Vinorelbine Plus Cisplatin Versus Docetaxel Plus Gemcitabine in Advanced Non-Small-Cell Lung Cancer: A Phase III Randomized Trial

Abstract

Purpose: To compare the activity and tolerability of docetaxel/gemcitabine (DG) and vinorelbine/cisplatin (VC) combinations in chemotherapy-naïve non-small-cell lung cancer (NSCLC) patients. Patients and Methods: Patients with advanced NSCLC were randomly assigned to receive either DG (gemcitabine 1,000 mg/m² [days 1 and 8] plus docetaxel 100 mg/m² [day 8]) or VC (vinorelbine 30 mg/m² [days 1 and 8] plus cisplatin 80 mg/m² [day 8]) and prophylactic recombinant human granulocyte colony-stimulating factor (150 μg/m² subcutaneously [day 9 through 15]) every 3 weeks. Results: A total of 413 randomly assigned patients were analyzed for response and toxicity (DG, n = 197; VC, n = 192). Median survival was 9.0 and 9.7 months (P = .965) for DG and VC arms, respectively; the corresponding 1-year survival rates were 34.3% and 40.8%, respectively. Overall response rate was 30% (95% CI, 23.9% to 36.3%) and 39.2% (95% CI, 32.5% to 45.9%; P = .053) for DG and VC, respectively. Toxicity was as follows (DG v VC): grade 2 to 4 anemia, 34% v 55% (P = .0001); grade 3 to 4 neutropenia, 16% v 37% (P = .0001); febrile neutropenia, 6% v 11% (P = .009); and grade 3 to 4 nausea and vomiting, 1% v 15% (P = .003).

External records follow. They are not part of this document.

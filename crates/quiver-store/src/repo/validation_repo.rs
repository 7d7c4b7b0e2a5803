//! Validation runs, issues and fix attempts

#![allow(clippy::result_large_err)]

use crate::errors::{from_rusqlite, not_found, Result};
use rusqlite::types::Value as SqlValue;
use rusqlite::{Connection, OptionalExtension, Row};
use serde::Serialize;
use std::collections::HashSet;

/// An issue found by a validation run, ready to persist
#[derive(Debug, Clone, PartialEq)]
pub struct NewIssue {
    pub issue_hash: String,
    pub category: String,
    pub severity: String,
    pub arrow_id: Option<i64>,
    pub manufacturer: Option<String>,
    pub model_name: Option<String>,
    pub field: Option<String>,
    pub issue_description: String,
    pub current_value: Option<String>,
    pub suggested_fix: Option<String>,
    pub sql_fix: Option<String>,
    pub auto_fixable: bool,
}

/// A persisted `validation_issues` row
#[derive(Debug, Clone, PartialEq, Serialize)]
pub struct StoredIssue {
    pub id: i64,
    pub run_id: i64,
    pub issue_hash: String,
    pub category: String,
    pub severity: String,
    pub arrow_id: Option<i64>,
    pub manufacturer: Option<String>,
    pub model_name: Option<String>,
    pub field: Option<String>,
    pub issue_description: String,
    pub current_value: Option<String>,
    pub suggested_fix: Option<String>,
    pub sql_fix: Option<String>,
    pub is_resolved: bool,
    pub auto_fixable: bool,
    pub occurrence_count: i64,
    pub first_seen: Option<String>,
    pub last_seen: Option<String>,
}

/// Totals written when a run completes
#[derive(Debug, Clone, Copy, PartialEq, Default)]
pub struct RunTotals {
    pub total_issues: usize,
    pub critical: usize,
    pub warning: usize,
    pub info: usize,
    pub health_score: f64,
    pub duration_ms: u64,
    pub arrows_checked: usize,
}

#[derive(Debug, Clone, PartialEq, Serialize)]
pub struct ValidationRun {
    pub id: i64,
    pub run_timestamp: Option<String>,
    pub total_issues: i64,
    pub critical_issues: i64,
    pub warning_issues: i64,
    pub info_issues: i64,
    pub health_score: f64,
    pub run_duration_ms: i64,
    pub triggered_by: String,
    pub total_arrows_checked: i64,
}

#[derive(Debug, Clone, Default, PartialEq)]
pub struct IssueFilter {
    pub category: Option<String>,
    pub severity: Option<String>,
    pub auto_fixable_only: bool,
    pub limit: Option<usize>,
}

#[derive(Debug, Clone, Copy, PartialEq, Eq)]
pub enum FixMethod {
    Manual,
    Automated,
    Sql,
}

impl FixMethod {
    pub fn as_str(&self) -> &'static str {
        match self {
            FixMethod::Manual => "manual",
            FixMethod::Automated => "automated",
            FixMethod::Sql => "sql",
        }
    }
}

#[derive(Debug, Clone, PartialEq)]
pub struct FixAttempt {
    pub method: FixMethod,
    pub description: Option<String>,
    pub sql_executed: Option<String>,
    pub success: bool,
    pub error_message: Option<String>,
    pub applied_by: String,
}

/// How `persist_issues` handled a batch
#[derive(Debug, Clone, Copy, PartialEq, Eq, Default)]
pub struct PersistOutcome {
    pub inserted: usize,
    pub recurring: usize,
}

const ISSUE_COLUMNS: &str = "id, run_id, issue_hash, category, severity, arrow_id, manufacturer,
    model_name, field, issue_description, current_value, suggested_fix, sql_fix, is_resolved,
    auto_fixable, occurrence_count, first_seen, last_seen";

pub struct ValidationRepo;

impl ValidationRepo {
    pub fn start_run(conn: &Connection, triggered_by: &str) -> Result<i64> {
        conn.execute(
            "INSERT INTO validation_runs (triggered_by) VALUES (?1)",
            [triggered_by],
        )
        .map_err(from_rusqlite)?;
        Ok(conn.last_insert_rowid())
    }

    /// Store issues for a run
    ///
    /// An issue whose hash matches an unresolved issue is not duplicated;
    /// the existing row is moved to this run and its occurrence count bumped.
    pub fn persist_issues(
        conn: &Connection,
        run_id: i64,
        issues: &[NewIssue],
    ) -> Result<PersistOutcome> {
        let mut outcome = PersistOutcome::default();
        for issue in issues {
            let existing: Option<i64> = conn
                .query_row(
                    "SELECT id FROM validation_issues
                     WHERE issue_hash = ?1 AND is_resolved = 0
                     ORDER BY id LIMIT 1",
                    [&issue.issue_hash],
                    |row| row.get(0),
                )
                .optional()
                .map_err(from_rusqlite)?;

            match existing {
                Some(id) => {
                    conn.execute(
                        "UPDATE validation_issues
                         SET occurrence_count = occurrence_count + 1,
                             last_seen = CURRENT_TIMESTAMP,
                             run_id = ?1
                         WHERE id = ?2",
                        rusqlite::params![run_id, id],
                    )
                    .map_err(from_rusqlite)?;
                    outcome.recurring += 1;
                }
                None => {
                    conn.execute(
                        "INSERT INTO validation_issues
                         (run_id, issue_hash, category, severity, arrow_id, manufacturer,
                          model_name, field, issue_description, current_value, suggested_fix,
                          sql_fix, auto_fixable)
                         VALUES (?1, ?2, ?3, ?4, ?5, ?6, ?7, ?8, ?9, ?10, ?11, ?12, ?13)",
                        rusqlite::params![
                            run_id,
                            issue.issue_hash,
                            issue.category,
                            issue.severity,
                            issue.arrow_id,
                            issue.manufacturer,
                            issue.model_name,
                            issue.field,
                            issue.issue_description,
                            issue.current_value,
                            issue.suggested_fix,
                            issue.sql_fix,
                            issue.auto_fixable,
                        ],
                    )
                    .map_err(from_rusqlite)?;
                    outcome.inserted += 1;
                }
            }
        }
        tracing::debug!(
            run_id,
            inserted = outcome.inserted,
            recurring = outcome.recurring,
            "validation issues persisted"
        );
        Ok(outcome)
    }

    pub fn complete_run(conn: &Connection, run_id: i64, totals: &RunTotals) -> Result<()> {
        let changed = conn
            .execute(
                "UPDATE validation_runs
                 SET total_issues = ?1, critical_issues = ?2, warning_issues = ?3,
                     info_issues = ?4, health_score = ?5, run_duration_ms = ?6,
                     total_arrows_checked = ?7
                 WHERE id = ?8",
                rusqlite::params![
                    totals.total_issues as i64,
                    totals.critical as i64,
                    totals.warning as i64,
                    totals.info as i64,
                    totals.health_score,
                    i64::try_from(totals.duration_ms).unwrap_or(i64::MAX),
                    totals.arrows_checked as i64,
                    run_id,
                ],
            )
            .map_err(from_rusqlite)?;
        if changed == 0 {
            return Err(not_found("complete_validation_run", run_id.to_string()));
        }
        Ok(())
    }

    /// Most recent runs first
    pub fn history(conn: &Connection, limit: usize) -> Result<Vec<ValidationRun>> {
        let mut stmt = conn
            .prepare(
                "SELECT id, run_timestamp, total_issues, critical_issues, warning_issues,
                        info_issues, health_score, run_duration_ms, triggered_by,
                        total_arrows_checked
                 FROM validation_runs ORDER BY id DESC LIMIT ?1",
            )
            .map_err(from_rusqlite)?;
        let runs = stmt
            .query_map([i64::try_from(limit).unwrap_or(i64::MAX)], |row| {
                Ok(ValidationRun {
                    id: row.get(0)?,
                    run_timestamp: row.get(1)?,
                    total_issues: row.get(2)?,
                    critical_issues: row.get(3)?,
                    warning_issues: row.get(4)?,
                    info_issues: row.get(5)?,
                    health_score: row.get(6)?,
                    run_duration_ms: row.get(7)?,
                    triggered_by: row.get(8)?,
                    total_arrows_checked: row.get(9)?,
                })
            })
            .map_err(from_rusqlite)?
            .collect::<std::result::Result<Vec<_>, _>>()
            .map_err(from_rusqlite)?;
        Ok(runs)
    }

    /// Unresolved issues, critical first
    pub fn open_issues(conn: &Connection, filter: &IssueFilter) -> Result<Vec<StoredIssue>> {
        let mut sql = format!("SELECT {ISSUE_COLUMNS} FROM validation_issues WHERE is_resolved = 0");
        let mut params: Vec<SqlValue> = Vec::new();
        if let Some(category) = &filter.category {
            sql.push_str(" AND category = ?");
            params.push(SqlValue::Text(category.clone()));
        }
        if let Some(severity) = &filter.severity {
            sql.push_str(" AND severity = ?");
            params.push(SqlValue::Text(severity.clone()));
        }
        if filter.auto_fixable_only {
            sql.push_str(" AND auto_fixable = 1");
        }
        sql.push_str(
            " ORDER BY CASE severity WHEN 'critical' THEN 0 WHEN 'warning' THEN 1 ELSE 2 END, id",
        );
        if let Some(limit) = filter.limit {
            sql.push_str(" LIMIT ?");
            params.push(SqlValue::Integer(i64::try_from(limit).unwrap_or(i64::MAX)));
        }

        let mut stmt = conn.prepare(&sql).map_err(from_rusqlite)?;
        let issues = stmt
            .query_map(rusqlite::params_from_iter(params), issue_from_row)
            .map_err(from_rusqlite)?
            .collect::<std::result::Result<Vec<_>, _>>()
            .map_err(from_rusqlite)?;
        Ok(issues)
    }

    pub fn get_issue(conn: &Connection, issue_id: i64) -> Result<Option<StoredIssue>> {
        conn.query_row(
            &format!("SELECT {ISSUE_COLUMNS} FROM validation_issues WHERE id = ?1"),
            [issue_id],
            issue_from_row,
        )
        .optional()
        .map_err(from_rusqlite)
    }

    pub fn record_fix(conn: &Connection, issue_id: i64, attempt: &FixAttempt) -> Result<i64> {
        conn.execute(
            "INSERT INTO validation_fixes
             (issue_id, fix_method, fix_description, sql_executed, success, error_message,
              applied_by)
             VALUES (?1, ?2, ?3, ?4, ?5, ?6, ?7)",
            rusqlite::params![
                issue_id,
                attempt.method.as_str(),
                attempt.description,
                attempt.sql_executed,
                attempt.success,
                attempt.error_message,
                attempt.applied_by,
            ],
        )
        .map_err(from_rusqlite)?;
        Ok(conn.last_insert_rowid())
    }

    pub fn fix_count(conn: &Connection, issue_id: i64) -> Result<i64> {
        conn.query_row(
            "SELECT COUNT(*) FROM validation_fixes WHERE issue_id = ?1",
            [issue_id],
            |row| row.get(0),
        )
        .map_err(from_rusqlite)
    }

    /// # Errors
    ///
    /// `NotFound` when the issue does not exist.
    pub fn resolve_issue(conn: &Connection, issue_id: i64, resolved_by: &str) -> Result<()> {
        let changed = conn
            .execute(
                "UPDATE validation_issues
                 SET is_resolved = 1, resolved_at = CURRENT_TIMESTAMP, resolved_by = ?1
                 WHERE id = ?2",
                rusqlite::params![resolved_by, issue_id],
            )
            .map_err(from_rusqlite)?;
        if changed == 0 {
            return Err(not_found("resolve_issue", issue_id.to_string()));
        }
        Ok(())
    }
    /// Record that two arrows are known not to be duplicates
    ///
    /// The pair is stored smallest id first; marking it again is a no-op.
    pub fn exclude_duplicate_pair(
        conn: &Connection,
        arrow_a: i64,
        arrow_b: i64,
        reason: Option<&str>,
        created_by: &str,
    ) -> Result<bool> {
        let (first, second) = if arrow_a <= arrow_b { (arrow_a, arrow_b) } else { (arrow_b, arrow_a) };
        let changed = conn
            .execute(
                "INSERT OR IGNORE INTO duplicate_exclusions (arrow_id_1, arrow_id_2, reason, created_by)
                 VALUES (?1, ?2, ?3, ?4)",
                rusqlite::params![first, second, reason, created_by],
            )
            .map_err(from_rusqlite)?;
        Ok(changed > 0)
    }

    /// Every excluded pair, smallest id first
    pub fn excluded_pairs(conn: &Connection) -> Result<HashSet<(i64, i64)>> {
        let mut stmt = conn
            .prepare("SELECT arrow_id_1, arrow_id_2 FROM duplicate_exclusions")
            .map_err(from_rusqlite)?;
        let pairs = stmt
            .query_map([], |row| {
                let (a, b): (i64, i64) = (row.get(0)?, row.get(1)?);
                Ok((a.min(b), a.max(b)))
            })
            .map_err(from_rusqlite)?
            .collect::<std::result::Result<HashSet<_>, _>>()
            .map_err(from_rusqlite)?;
        Ok(pairs)
    }
}

fn issue_from_row(row: &Row<'_>) -> rusqlite::Result<StoredIssue> {
    Ok(StoredIssue {
        id: row.get(0)?,
        run_id: row.get(1)?,
        issue_hash: row.get(2)?,
        category: row.get(3)?,
        severity: row.get(4)?,
        arrow_id: row.get(5)?,
        manufacturer: row.get(6)?,
        model_name: row.get(7)?,
        field: row.get(8)?,
        issue_description: row.get(9)?,
        current_value: row.get(10)?,
        suggested_fix: row.get(11)?,
        sql_fix: row.get(12)?,
        is_resolved: row.get(13)?,
        auto_fixable: row.get(14)?,
        occurrence_count: row.get(15)?,
        first_seen: row.get(16)?,
        last_seen: row.get(17)?,
    })
}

Nephrotoxicity occurred in 8% and ototoxicity in 2% of VC-treated patients. There were five and six treatment-related deaths in the DG and VC arms, respectively. Quality of life was improved in DG but not in VC patients. Conclusion: Although the two regimens produced comparable overall survival, the DG regimen had a better toxicity profile. Therefore, DG could be used in the first-line setting of advanced NSCLC, especially for patients who cannot tolerate cisplatin.